If \( F(s) = \mathcal{L}\{f(t)\} \) exists for \( s > c \), then \( \mathcal{L}\{e^{at}f(t)\} \) exists for \( s > a + c \) and:

\mathcal{L}\{e^{at}f(t)\} = F(s-a)

Equivalently, the inverse is:

\mathcal{L}^{-1}\{F(s-a)\} = e^{at}f(t)

Sketch of proof:

\( \begin{aligned} F(s-a) &= \int_{0}^{\infty} e^{-(s-a)t} f(t) \, dt \\ &= \int_{0}^{\infty} e^{-st} (e^{at} f(t)) \, dt \\ &= \mathcal{L}\{e^{at}f(t)\} \end{aligned} \)

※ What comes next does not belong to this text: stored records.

//! The local-path provisioner k3s ships as its default storage.

use std::time::Duration;

use k3s_validator_cluster::{
    AccessMode, ClusterClient, ClusterError, Condition, KUBE_SYSTEM, LOCAL_PATH_PROVISIONER,
    PodPhase, PodRequest, PvcPhase, PvcRequest, ResourceRef, StorageClassInfo,
};
use k3s_validator_core::Category;

use crate::context::{ModuleContext, Verdict};
use crate::error::ModuleError;
use crate::module::{ModuleInfo, TestModule};

static INFO: ModuleInfo = ModuleInfo::new(
    Category::K3sSpecific,
    "local-path",
    "local-path provisioner creates node-local volumes",
);

const TESTS: [&str; 4] = [
    "provisioner-running",
    "volume-provisioning",
    "read-write-once",
    "volume-expansion",
];

const CLAIM_SIZE: &str = "128Mi";
const EXPANDED_SIZE: &str = "256Mi";

/// Upper bound on waiting for a claim that is expected never to bind.
const UNBINDABLE_WAIT: Duration = Duration::from_secs(15);

pub struct LocalPath;

impl<C: ClusterClient> TestModule<C> for LocalPath {
    fn info(&self) -> &ModuleInfo {
        &INFO
    }

    async fn run(&self, ctx: &ModuleContext<C>) -> Result<(), ModuleError> {
        let Some(classes) = ctx
            .setup("provisioner-running", ctx.client().list_storage_classes())
            .await?
        else {
            ctx.skip_all(&TESTS[1..], "storage classes could not be listed");
            return Ok(());
        };
        let Some(class) = classes
            .into_iter()
            .find(|c| c.provisioner == LOCAL_PATH_PROVISIONER)
        else {
            ctx.skip_all(&TESTS, "no storage class uses the local-path provisioner");
            return Ok(());
        };

        ctx.check("provisioner-running", provisioner_running(ctx))
            .await?;

        let claim = ctx.unique_name("local-path");
        ctx.check("volume-provisioning", provisioning(ctx, &class, &claim))
            .await?;
        ctx.check("read-write-once", read_write_once(ctx, &class))
            .await?;
        if class.allow_expansion {
            ctx.check("volume-expansion", expansion(ctx, &claim)).await?;
        } else {
            ctx.skip(
                "volume-expansion",
                format!("storage class {} does not allow expansion", class.name),
            );
        }
        ctx.cleanup(&ResourceRef::pvc(ctx.namespace(), &claim)).await;
        Ok(())
    }
}

async fn provisioner_running<C: ClusterClient>(
    ctx: &ModuleContext<C>,
) -> Result<Verdict, ClusterError> {
    let pods = ctx
        .client()
        .list_pods(KUBE_SYSTEM, Some("app=local-path-provisioner"))
        .await?;
    Ok(match pods.iter().find(|p| p.phase == PodPhase::Running && p.ready) {
        Some(pod) => Verdict::Pass(format!("{} running", pod.name)),
        None if pods.is_empty() => Verdict::Fail("no local-path-provisioner pod".to_owned()),
        None => Verdict::Fail(format!(
            "local-path-provisioner not ready: {}",
            pods.iter().map(|p| p.summary()).collect::<Vec<_>>().join(", ")
        )),
    })
}

/// Bind a claim by writing to it from a pod, then read the data back.
async fn provisioning<C: ClusterClient>(
    ctx: &ModuleContext<C>,
    class: &StorageClassInfo,
    claim: &str,
) -> Result<Verdict, ClusterError> {
    ctx.create_pvc(&PvcRequest::new(claim, CLAIM_SIZE).storage_class(&class.name))
        .await?;
    let writer = PodRequest::new(ctx.unique_name("local-path-writer"), ctx.test_image())
        .shell("echo k3s-validator > /data/probe && cat /data/probe")
        .with_volume(claim, "/data");
    let (pod, logs) = ctx.run_to_completion(&writer).await?;
    if pod.phase != PodPhase::Succeeded {
        return Ok(Verdict::Fail(format!(
            "writer pod ended {}: {}",
            pod.phase,
            logs.trim()
        )));
    }

    let pvc = ctx.client().get_pvc(ctx.namespace(), claim).await?;
    Ok(if pvc.phase == PvcPhase::Bound {
        Verdict::Pass(format!(
            "{claim} bound ({}) and writable",
            pvc.capacity.as_deref().unwrap_or(CLAIM_SIZE)
        ))
    } else {
        Verdict::Fail(format!("{claim} is {} after a pod used it", pvc.phase))
    })
}

/// local-path volumes live on one node, so a ReadWriteMany claim must never bind.
async fn read_write_once<C: ClusterClient>(
    ctx: &ModuleContext<C>,
    class: &StorageClassInfo,
) -> Result<Verdict, ClusterError> {
    let claim = ctx.unique_name("local-path-rwx");
    let pvc = ctx
        .create_pvc(
            &PvcRequest::new(&claim, CLAIM_SIZE)
                .storage_class(&class.name)
                .access_mode(AccessMode::ReadWriteMany),
        )
        .await?;

    let mut consumer = None;
    let waited = async {
        let pod = PodRequest::new(ctx.unique_name("local-path-rwx"), ctx.test_image())
            .command(["sleep", "3600"])
            .with_volume(&claim, "/data");
        consumer = Some(ctx.create_pod(&pod).await?);
        let limit = ctx.timeouts().pvc_bound().min(UNBINDABLE_WAIT);
        ctx.wait(&pvc, Condition::PvcBound, limit).await
    }
    .await;

    if let Some(pod) = &consumer {
        ctx.cleanup(pod).await;
    }
    ctx.cleanup(&pvc).await;

    match waited {
        Ok(()) => Ok(Verdict::Fail(format!(
            "ReadWriteMany claim {claim} bound on local-path"
        ))),
        Err(e) if e.is_timeout() => Ok(Verdict::Pass(
            "ReadWriteMany claim stays Pending, only ReadWriteOnce is provisioned".to_owned(),
        )),
        Err(e) => Err(e),
    }
}

async fn expansion<C: ClusterClient>(
    ctx: &ModuleContext<C>,
    claim: &str,
) -> Result<Verdict, ClusterError> {
    let pvc = ctx.client().get_pvc(ctx.namespace(), claim).await?;
    if pvc.phase != PvcPhase::Bound {
        return Ok(Verdict::Skip(format!("{claim} is not bound, nothing to expand")));
    }
    match ctx
        .client()
        .expand_pvc(ctx.namespace(), claim, EXPANDED_SIZE)
        .await
    {
        Ok(()) => Ok(Verdict::Pass(format!(
            "{claim} expanded to {EXPANDED_SIZE}"
        ))),
        Err(e) if e.is_rejection() => Ok(Verdict::Fail(format!(
            "expansion rejected: {e}"
        ))),
        Err(e) => Err(e),
    }
}

#[cfg(test)]
mod tests {
    use super::*;
    use crate::context::testing::{Harness, statuses};
    use k3s_validator_cluster::SimulatedCluster;
    use k3s_validator_core::TestStatus;

    fn local_path(allow_expansion: bool) -> StorageClassInfo {
        StorageClassInfo {
            name: "local-path".to_owned(),
            provisioner: LOCAL_PATH_PROVISIONER.to_owned(),
            is_default: true,
            allow_expansion,
            binding_mode: "WaitForFirstConsumer".to_owned(),
        }
    }

    #[tokio::test(start_paused = true)]
    async fn default_local_path_behaves() {
        let harness = Harness::new(SimulatedCluster::healthy_single_node()).await;
        let ctx = harness.context(INFO);
        LocalPath.run(&ctx).await.unwrap();
        assert_eq!(harness.cluster.count_calls("delete_pvc").await, 2);
        assert!(
            harness
                .cluster
                .list_pods(ctx.namespace(), None)
                .await
                .unwrap()
                .is_empty()
        );
        drop(ctx);

        let suite = harness.finish().await;
        assert_eq!(
            statuses(&suite),
            vec![
                ("provisioner-running".to_owned(), TestStatus::Pass),
                ("volume-provisioning".to_owned(), TestStatus::Pass),
                ("read-write-once".to_owned(), TestStatus::Pass),
                ("volume-expansion".to_owned(), TestStatus::Skip),
            ]
        );
    }

    #[tokio::test(start_paused = true)]
    async fn expandable_class_is_expanded() {
        let cluster =
            SimulatedCluster::healthy_single_node().with_storage_classes(vec![local_path(true)]);
        let harness = Harness::new(cluster).await;
        LocalPath.run(&harness.context(INFO)).await.unwrap();
        assert_eq!(harness.cluster.count_calls("expand_pvc").await, 1);
        let suite = harness.finish().await;
        assert_eq!(suite.results()[3].status, TestStatus::Pass);
        assert!(suite.results()[3].message.ends_with("expanded to 256Mi"));
    }

    #[tokio::test]
    async fn other_provisioners_skip_everything() {
        let nfs = StorageClassInfo {
            name: "nfs".to_owned(),
            provisioner: "example.com/nfs".to_owned(),
            is_default: true,
            allow_expansion: false,
            binding_mode: "Immediate".to_owned(),
        };
        let cluster = SimulatedCluster::healthy_single_node().with_storage_classes(vec![nfs]);
        let harness = Harness::new(cluster).await;
        LocalPath.run(&harness.context(INFO)).await.unwrap();
        let suite = harness.finish().await;
        assert_eq!(suite.skipped(), 4);
        assert_eq!(suite.total(), 4);
    }

    #[tokio::test]
    async fn failing_writer_fails_provisioning() {
        let cluster = SimulatedCluster::healthy_single_node().with_failing_command("/data/probe");
        let harness = Harness::new(cluster).await;
        let ctx = harness.context(INFO);
        ctx.check(
            "volume-provisioning",
            provisioning(&ctx, &local_path(false), "local-path-00000001"),
        )
        .await
        .unwrap();
        drop(ctx);
        let suite = harness.finish().await;
        assert_eq!(suite.results()[0].status, TestStatus::Fail);
        assert!(suite.results()[0].message.starts_with("writer pod ended Failed"));
    }
}
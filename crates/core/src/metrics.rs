//! 메트릭 상수
//!
//! 모든 메트릭 이름과 레이블 키를 중앙에서 정의합니다.
//! 레코더가 설치되지 않으면 `metrics` 매크로는 아무 동작도 하지 않습니다.
//!
//! # 네이밍 컨벤션
//!
//! - 접두어: `k3s_validator_`
//! - 접미어: `_total` (counter), `_seconds` (histogram)

// ─── 레이블 키 상수 ────────────────────────────────────────────────

/// 테스트 결과 상태 레이블 키 (pass, fail, warn, skip)
pub const LABEL_STATUS: &str = "status";

/// 모듈 종료 상태 레이블 키 (completed, failed, missing, disabled, cancelled)
pub const LABEL_OUTCOME: &str = "outcome";

/// 카테고리 레이블 키
pub const LABEL_CATEGORY: &str = "category";

/// 클러스터 작업 레이블 키
pub const LABEL_OPERATION: &str = "operation";

// ─── 메트릭 이름 ────────────────────────────────────────────────────

/// 기록된 테스트 결과 수 (counter, label: status)
pub const RESULTS_TOTAL: &str = "k3s_validator_results_total";

/// 실행(또는 건너뛴) 모듈 수 (counter, label: outcome)
pub const MODULES_TOTAL: &str = "k3s_validator_modules_total";

/// 모듈 실행 시간 (histogram, 초, label: category)
pub const MODULE_DURATION_SECONDS: &str = "k3s_validator_module_duration_seconds";

/// 재시도된 작업 수 (counter, label: operation)
pub const RETRIES_TOTAL: &str = "k3s_validator_retries_total";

Common Translated Transforms

Function \( f(t) \)	Transform \( F(s) \)
\( e^{at}t^n \)	\( \frac{n!}{(s-a)^{n+1}} \quad (s > a) \)
\( e^{at}\cos(kt) \)	\( \frac{s-a}{(s-a)^2 + k^2} \quad (s > a) \)
\( e^{at}\sin(kt) \)	\( \frac{k}{(s-a)^2 + k^2} \quad (s > a) \)

(III) Applied Examples

Example 1: Initial Value Problem

Solve the Initial Value Problem: \( x'' + 6x' + 34x = 0; \quad x(0) = 3, \quad x'(0) = 1 \).

Solution: Apply the Laplace transform to the equation:

\( \begin{aligned} [s^2 X(s) - 3s - 1] + 6[sX(s) - 3] + 34X(s) &= 0 \\ (s^2 + 6s + 34)X(s) - 3s - 19 &= 0 \\ X(s) &= \frac{3s + 19}{s^2 + 6s + 34} \end{aligned} \)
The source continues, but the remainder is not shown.